Work item: A single number is required: the count of lines in the following entries that include the word "implicit".

Collected data
- Opening Delimiter -
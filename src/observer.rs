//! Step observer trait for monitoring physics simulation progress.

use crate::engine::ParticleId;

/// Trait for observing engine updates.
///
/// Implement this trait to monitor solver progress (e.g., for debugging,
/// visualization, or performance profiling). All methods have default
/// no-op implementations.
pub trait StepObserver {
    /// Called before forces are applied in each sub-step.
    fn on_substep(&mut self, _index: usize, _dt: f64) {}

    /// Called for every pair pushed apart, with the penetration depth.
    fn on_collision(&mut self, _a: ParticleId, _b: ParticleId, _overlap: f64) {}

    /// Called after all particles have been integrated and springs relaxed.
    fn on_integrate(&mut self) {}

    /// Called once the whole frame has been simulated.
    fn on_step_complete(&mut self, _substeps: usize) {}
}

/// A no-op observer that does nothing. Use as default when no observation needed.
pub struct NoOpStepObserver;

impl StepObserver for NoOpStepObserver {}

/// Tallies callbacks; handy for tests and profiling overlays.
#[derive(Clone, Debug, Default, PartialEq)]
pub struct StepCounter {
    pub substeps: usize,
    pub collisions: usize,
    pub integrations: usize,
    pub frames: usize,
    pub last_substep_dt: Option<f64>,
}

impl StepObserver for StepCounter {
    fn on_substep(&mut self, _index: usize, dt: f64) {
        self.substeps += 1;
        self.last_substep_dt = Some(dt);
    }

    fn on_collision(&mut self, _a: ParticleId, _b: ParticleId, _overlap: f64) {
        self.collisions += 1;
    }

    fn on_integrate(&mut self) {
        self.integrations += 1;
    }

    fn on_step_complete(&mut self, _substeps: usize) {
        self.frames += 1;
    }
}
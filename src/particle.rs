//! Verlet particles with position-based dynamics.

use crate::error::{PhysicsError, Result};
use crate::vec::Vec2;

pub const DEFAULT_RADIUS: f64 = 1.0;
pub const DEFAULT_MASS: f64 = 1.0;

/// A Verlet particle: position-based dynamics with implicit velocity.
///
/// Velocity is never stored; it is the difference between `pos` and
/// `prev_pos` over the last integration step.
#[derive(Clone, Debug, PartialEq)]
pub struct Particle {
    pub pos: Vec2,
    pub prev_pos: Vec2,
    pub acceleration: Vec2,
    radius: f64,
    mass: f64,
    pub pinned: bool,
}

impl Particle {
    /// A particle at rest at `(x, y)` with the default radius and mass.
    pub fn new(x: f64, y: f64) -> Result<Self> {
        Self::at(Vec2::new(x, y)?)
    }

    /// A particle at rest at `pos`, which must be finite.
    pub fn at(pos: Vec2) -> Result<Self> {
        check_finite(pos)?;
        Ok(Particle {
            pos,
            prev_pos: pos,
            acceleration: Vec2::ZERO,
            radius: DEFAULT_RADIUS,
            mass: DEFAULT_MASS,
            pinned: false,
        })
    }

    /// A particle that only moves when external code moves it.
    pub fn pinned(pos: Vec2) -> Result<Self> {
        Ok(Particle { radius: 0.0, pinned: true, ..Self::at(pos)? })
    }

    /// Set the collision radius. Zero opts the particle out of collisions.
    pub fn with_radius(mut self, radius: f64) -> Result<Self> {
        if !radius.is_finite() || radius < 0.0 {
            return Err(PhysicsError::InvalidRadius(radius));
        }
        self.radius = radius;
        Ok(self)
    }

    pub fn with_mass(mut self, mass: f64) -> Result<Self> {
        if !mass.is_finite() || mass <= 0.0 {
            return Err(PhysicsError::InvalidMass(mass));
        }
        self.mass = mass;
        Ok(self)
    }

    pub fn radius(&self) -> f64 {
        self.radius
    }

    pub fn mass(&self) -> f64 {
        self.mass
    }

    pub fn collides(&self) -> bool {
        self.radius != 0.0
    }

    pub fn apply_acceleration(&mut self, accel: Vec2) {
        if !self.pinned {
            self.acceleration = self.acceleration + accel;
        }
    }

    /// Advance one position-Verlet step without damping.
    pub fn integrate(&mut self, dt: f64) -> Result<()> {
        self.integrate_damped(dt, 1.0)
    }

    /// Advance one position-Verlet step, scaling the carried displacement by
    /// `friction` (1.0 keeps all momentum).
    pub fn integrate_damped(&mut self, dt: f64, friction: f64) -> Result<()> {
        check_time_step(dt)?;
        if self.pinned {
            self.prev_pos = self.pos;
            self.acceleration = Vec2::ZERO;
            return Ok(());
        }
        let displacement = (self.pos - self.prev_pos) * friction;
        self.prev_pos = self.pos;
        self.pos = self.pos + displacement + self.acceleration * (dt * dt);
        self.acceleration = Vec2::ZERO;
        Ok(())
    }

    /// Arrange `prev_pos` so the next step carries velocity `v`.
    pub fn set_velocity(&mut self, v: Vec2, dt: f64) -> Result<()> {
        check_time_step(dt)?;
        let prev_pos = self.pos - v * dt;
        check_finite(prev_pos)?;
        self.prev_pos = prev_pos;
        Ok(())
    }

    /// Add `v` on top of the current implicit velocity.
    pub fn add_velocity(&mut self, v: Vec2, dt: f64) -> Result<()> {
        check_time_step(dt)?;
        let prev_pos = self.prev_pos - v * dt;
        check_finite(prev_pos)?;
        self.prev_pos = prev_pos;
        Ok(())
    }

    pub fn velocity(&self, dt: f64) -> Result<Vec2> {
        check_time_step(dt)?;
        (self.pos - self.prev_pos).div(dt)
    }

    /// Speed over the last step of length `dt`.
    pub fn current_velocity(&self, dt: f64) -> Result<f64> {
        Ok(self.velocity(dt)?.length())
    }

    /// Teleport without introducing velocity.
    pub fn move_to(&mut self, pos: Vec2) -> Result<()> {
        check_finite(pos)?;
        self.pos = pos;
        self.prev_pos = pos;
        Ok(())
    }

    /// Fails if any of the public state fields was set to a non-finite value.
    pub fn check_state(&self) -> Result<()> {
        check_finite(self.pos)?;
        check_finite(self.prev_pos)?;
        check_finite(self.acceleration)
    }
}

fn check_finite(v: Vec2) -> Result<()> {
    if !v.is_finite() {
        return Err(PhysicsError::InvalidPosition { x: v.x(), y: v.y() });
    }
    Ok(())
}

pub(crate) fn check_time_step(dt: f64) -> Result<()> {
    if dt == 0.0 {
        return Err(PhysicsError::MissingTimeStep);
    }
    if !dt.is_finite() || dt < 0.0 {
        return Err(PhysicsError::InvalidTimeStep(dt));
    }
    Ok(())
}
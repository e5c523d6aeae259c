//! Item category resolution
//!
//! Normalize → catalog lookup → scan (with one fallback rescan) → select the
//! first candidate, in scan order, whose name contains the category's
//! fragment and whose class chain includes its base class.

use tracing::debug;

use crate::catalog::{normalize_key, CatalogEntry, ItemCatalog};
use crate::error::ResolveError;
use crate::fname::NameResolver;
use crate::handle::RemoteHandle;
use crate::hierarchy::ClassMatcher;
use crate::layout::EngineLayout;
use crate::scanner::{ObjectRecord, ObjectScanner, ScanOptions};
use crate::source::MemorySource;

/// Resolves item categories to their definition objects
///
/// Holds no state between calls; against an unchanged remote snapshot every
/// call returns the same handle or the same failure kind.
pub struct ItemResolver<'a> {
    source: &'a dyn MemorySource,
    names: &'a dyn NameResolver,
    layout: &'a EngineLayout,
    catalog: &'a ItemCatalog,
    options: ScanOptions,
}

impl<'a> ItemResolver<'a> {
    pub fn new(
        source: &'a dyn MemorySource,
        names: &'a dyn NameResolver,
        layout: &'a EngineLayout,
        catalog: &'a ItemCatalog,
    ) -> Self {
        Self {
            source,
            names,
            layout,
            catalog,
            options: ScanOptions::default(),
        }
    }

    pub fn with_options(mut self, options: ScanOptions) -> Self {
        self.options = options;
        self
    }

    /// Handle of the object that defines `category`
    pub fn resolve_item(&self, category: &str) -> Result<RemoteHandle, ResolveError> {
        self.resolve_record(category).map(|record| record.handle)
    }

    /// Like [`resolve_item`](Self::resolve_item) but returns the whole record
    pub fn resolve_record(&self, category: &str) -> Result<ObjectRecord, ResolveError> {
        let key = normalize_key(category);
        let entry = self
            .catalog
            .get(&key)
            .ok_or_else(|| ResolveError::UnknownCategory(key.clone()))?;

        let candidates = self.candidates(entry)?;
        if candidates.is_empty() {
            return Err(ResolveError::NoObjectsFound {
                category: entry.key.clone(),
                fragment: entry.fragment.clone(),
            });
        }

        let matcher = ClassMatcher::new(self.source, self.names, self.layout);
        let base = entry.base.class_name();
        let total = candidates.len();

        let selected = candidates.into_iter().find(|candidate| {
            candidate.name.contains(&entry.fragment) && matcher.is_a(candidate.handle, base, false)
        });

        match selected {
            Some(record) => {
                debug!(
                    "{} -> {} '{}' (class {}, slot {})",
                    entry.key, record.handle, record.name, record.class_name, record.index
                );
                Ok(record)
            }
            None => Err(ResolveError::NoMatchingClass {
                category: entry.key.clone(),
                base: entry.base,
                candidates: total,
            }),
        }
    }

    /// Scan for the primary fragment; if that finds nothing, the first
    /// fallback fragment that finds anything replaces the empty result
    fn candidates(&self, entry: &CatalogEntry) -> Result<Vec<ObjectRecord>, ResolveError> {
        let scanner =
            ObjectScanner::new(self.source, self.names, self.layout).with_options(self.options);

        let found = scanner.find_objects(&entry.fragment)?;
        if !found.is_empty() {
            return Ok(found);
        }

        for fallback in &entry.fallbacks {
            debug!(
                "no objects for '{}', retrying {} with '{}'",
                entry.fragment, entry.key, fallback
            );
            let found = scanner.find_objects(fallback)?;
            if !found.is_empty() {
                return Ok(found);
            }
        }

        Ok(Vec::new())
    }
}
- Closing Delimiter -
- Opening Delimiter -
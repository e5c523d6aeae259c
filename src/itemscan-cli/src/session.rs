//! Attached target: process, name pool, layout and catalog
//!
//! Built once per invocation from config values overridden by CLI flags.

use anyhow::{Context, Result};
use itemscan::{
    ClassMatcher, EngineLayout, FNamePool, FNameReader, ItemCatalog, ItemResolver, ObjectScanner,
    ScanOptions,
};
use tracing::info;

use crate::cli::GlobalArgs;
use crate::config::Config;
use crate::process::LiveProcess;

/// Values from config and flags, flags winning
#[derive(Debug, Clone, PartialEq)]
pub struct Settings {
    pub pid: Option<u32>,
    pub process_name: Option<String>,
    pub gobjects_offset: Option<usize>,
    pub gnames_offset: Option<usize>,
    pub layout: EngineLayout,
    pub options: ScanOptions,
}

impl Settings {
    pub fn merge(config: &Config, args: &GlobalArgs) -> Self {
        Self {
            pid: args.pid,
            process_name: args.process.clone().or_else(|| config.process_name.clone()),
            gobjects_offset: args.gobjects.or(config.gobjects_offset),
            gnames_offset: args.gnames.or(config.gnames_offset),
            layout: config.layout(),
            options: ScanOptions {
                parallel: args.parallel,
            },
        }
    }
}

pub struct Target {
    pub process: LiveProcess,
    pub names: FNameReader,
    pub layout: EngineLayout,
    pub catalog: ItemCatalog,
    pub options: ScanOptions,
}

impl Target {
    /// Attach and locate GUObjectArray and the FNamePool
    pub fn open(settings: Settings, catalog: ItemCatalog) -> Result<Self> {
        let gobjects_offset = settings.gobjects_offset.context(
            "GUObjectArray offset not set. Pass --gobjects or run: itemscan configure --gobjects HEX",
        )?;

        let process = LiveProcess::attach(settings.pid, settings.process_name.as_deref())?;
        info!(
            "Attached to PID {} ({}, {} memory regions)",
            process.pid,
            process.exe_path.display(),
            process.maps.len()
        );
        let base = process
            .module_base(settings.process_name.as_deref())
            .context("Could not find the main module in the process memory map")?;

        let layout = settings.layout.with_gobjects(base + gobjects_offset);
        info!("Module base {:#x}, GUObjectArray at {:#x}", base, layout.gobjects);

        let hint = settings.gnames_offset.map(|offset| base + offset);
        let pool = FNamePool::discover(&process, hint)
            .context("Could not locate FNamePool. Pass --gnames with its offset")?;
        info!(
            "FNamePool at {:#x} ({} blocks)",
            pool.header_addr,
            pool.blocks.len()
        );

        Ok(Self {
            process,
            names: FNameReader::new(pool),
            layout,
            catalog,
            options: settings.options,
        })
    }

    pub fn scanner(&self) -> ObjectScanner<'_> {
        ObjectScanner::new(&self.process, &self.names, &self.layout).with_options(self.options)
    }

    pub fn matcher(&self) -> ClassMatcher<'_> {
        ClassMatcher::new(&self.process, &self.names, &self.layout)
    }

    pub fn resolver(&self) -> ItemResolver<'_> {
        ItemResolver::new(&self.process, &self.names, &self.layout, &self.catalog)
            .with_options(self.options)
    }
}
- Closing Delimiter -
Finished exercise: 2